Please copy each line below that contains the word "create".

········

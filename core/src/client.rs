//! The `Make` facade: query builder plus one-shot API calls.
//!
//! # Design
//! `Make` pairs an immutable, shared configuration (`Arc<Shared>`) with its
//! own list of pending search predicates. Predicate methods (see `query`)
//! take `&mut self` and chain; `then()` drains the list and runs the search,
//! so one builder cannot interleave two searches. `fork()` hands out another
//! builder over the same configuration, which is also how wrapped records
//! re-enter the API without re-resolving credentials.
//!
//! The remaining calls (`create`, `update`, `like`, ...) each perform exactly
//! one request and leave the pending predicates untouched.

use std::fmt;
use std::sync::Arc;

use serde::de::DeserializeOwned;
use serde::Serialize;
use tracing::debug;

use crate::config::MakeOptions;
use crate::error::MakeError;
use crate::http::HttpMethod;
use crate::query::{encode, QueryPairs};
use crate::strategy::{Dispatcher, Payload, Strategy};
use crate::transport::{Transport, UreqTransport};
use crate::types::{
    MakeData, MakerBody, RemixCount, RemixRange, SearchResponse, TagSuggestions,
};
use crate::wrap::WrappedMake;

/// Versioned path of every make endpoint.
pub const API_PREFIX: &str = "/api/20130724/make/";

/// Suggestions requested by `autocomplete_tags` when no size is given.
pub const DEFAULT_TAG_SUGGESTIONS: u32 = 10;

pub(crate) struct Shared {
    pub(crate) dispatcher: Dispatcher,
    search_path: &'static str,
}

/// Client for the Make API.
pub struct Make {
    pub(crate) shared: Arc<Shared>,
    pub(crate) pairs: QueryPairs,
}

/// Outcome of a search.
#[derive(Debug, Clone, Default)]
pub struct SearchResults {
    pub makes: Vec<WrappedMake>,
    pub total: u64,
}

impl Make {
    pub fn new(options: MakeOptions, transport: impl Transport + 'static) -> Result<Self, MakeError> {
        let dispatcher = Dispatcher::new(&options, Box::new(transport))?;
        let search_path = if dispatcher.is_signed() {
            "protectedSearch"
        } else {
            "search"
        };
        Ok(Self::from_shared(Arc::new(Shared {
            dispatcher,
            search_path,
        })))
    }

    /// Client over a default `UreqTransport`.
    pub fn connect(options: MakeOptions) -> Result<Self, MakeError> {
        Self::new(options, UreqTransport::new())
    }

    pub(crate) fn from_shared(shared: Arc<Shared>) -> Self {
        Self {
            shared,
            pairs: QueryPairs::new(),
        }
    }

    /// A new builder with no pending predicates over the same configuration.
    pub fn fork(&self) -> Self {
        Self::from_shared(Arc::clone(&self.shared))
    }

    pub fn strategy(&self) -> Strategy {
        self.shared.dispatcher.strategy()
    }

    /// Run the search built so far and clear the pending predicates.
    pub fn then(&mut self) -> Result<SearchResults, MakeError> {
        let query = self.pairs.take();
        let path = format!("{API_PREFIX}{}", self.shared.search_path);
        let data = self
            .shared
            .dispatcher
            .dispatch(HttpMethod::Get, &path, Payload::Query(query))?;

        if data.is_null() {
            return Ok(SearchResults::default());
        }
        let response: SearchResponse =
            serde_json::from_value(data).map_err(|e| MakeError::Deserialization(e.to_string()))?;
        let Some(makes) = response.makes else {
            return Ok(SearchResults::default());
        };

        debug!(hits = makes.len(), total = ?response.total, "search completed");
        let makes = makes
            .into_iter()
            .map(|make| WrappedMake::new(make, Arc::clone(&self.shared)))
            .collect();
        Ok(SearchResults {
            makes,
            total: response.total.unwrap_or_default(),
        })
    }

    pub fn create<T: Serialize + ?Sized>(&self, make: &T) -> Result<MakeData, MakeError> {
        self.call(HttpMethod::Post, API_PREFIX.to_string(), json_payload(make)?)
    }

    pub fn update<T: Serialize + ?Sized>(&self, id: &str, make: &T) -> Result<MakeData, MakeError> {
        self.call(HttpMethod::Put, format!("{API_PREFIX}{id}"), json_payload(make)?)
    }

    pub fn remove(&self, id: &str) -> Result<MakeData, MakeError> {
        self.call(HttpMethod::Delete, format!("{API_PREFIX}{id}"), Payload::Empty)
    }

    pub fn like(&self, id: &str, maker: &str) -> Result<MakeData, MakeError> {
        self.maker_call("like", id, maker)
    }

    pub fn unlike(&self, id: &str, maker: &str) -> Result<MakeData, MakeError> {
        self.maker_call("unlike", id, maker)
    }

    pub fn report(&self, id: &str, maker: &str) -> Result<MakeData, MakeError> {
        self.maker_call("report", id, maker)
    }

    pub fn cancel_report(&self, id: &str, maker: &str) -> Result<MakeData, MakeError> {
        self.maker_call("cancelReport", id, maker)
    }

    /// Number of remixes of `id`, optionally bounded in time. Missing bounds
    /// are sent empty.
    pub fn remix_count(&self, id: &str, range: RemixRange) -> Result<u64, MakeError> {
        let bound = |v: Option<i64>| v.map(|v| v.to_string()).unwrap_or_default();
        let query = format!(
            "id={}&from={}&to={}",
            encode(id),
            bound(range.from),
            bound(range.to)
        );
        let count: RemixCount = self.call(
            HttpMethod::Get,
            format!("{API_PREFIX}remixCount"),
            Payload::Query(query),
        )?;
        Ok(count.count)
    }

    /// Tags starting with `term`; `size` defaults to
    /// `DEFAULT_TAG_SUGGESTIONS`.
    pub fn autocomplete_tags(
        &self,
        term: &str,
        size: Option<u32>,
    ) -> Result<TagSuggestions, MakeError> {
        let size = size.unwrap_or(DEFAULT_TAG_SUGGESTIONS);
        let query = format!("t={}&s={size}", encode(term));
        self.call(HttpMethod::Get, format!("{API_PREFIX}tags"), Payload::Query(query))
    }

    fn maker_call(&self, action: &str, id: &str, maker: &str) -> Result<MakeData, MakeError> {
        let body = MakerBody {
            maker: maker.to_string(),
        };
        self.call(
            HttpMethod::Put,
            format!("{API_PREFIX}{action}/{id}"),
            json_payload(&body)?,
        )
    }

    fn call<T: DeserializeOwned>(
        &self,
        method: HttpMethod,
        path: String,
        payload: Payload,
    ) -> Result<T, MakeError> {
        let data = self.shared.dispatcher.dispatch(method, &path, payload)?;
        serde_json::from_value(data).map_err(|e| MakeError::Deserialization(e.to_string()))
    }
}

impl fmt::Debug for Make {
    fn fmt(&self, f: &mut fmt::Formatter<'_>) -> fmt::Result {
        f.debug_struct("Make")
            .field("strategy", &self.strategy())
            .field("search_path", &self.shared.search_path)
            .field("pending", &self.pairs.to_query_string())
            .finish()
    }
}

fn json_payload<T: Serialize + ?Sized>(value: &T) -> Result<Payload, MakeError> {
    serde_json::to_value(value)
        .map(Payload::Json)
        .map_err(|e| MakeError::Serialization(e.to_string()))
}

········

Result of the exercise:
//! The remaining calls (`create`, `update`, `like`, ...) each perform exactly
    pub fn create<T: Serialize + ?Sized>(&self, make: &T) -> Result<MakeData, MakeError> {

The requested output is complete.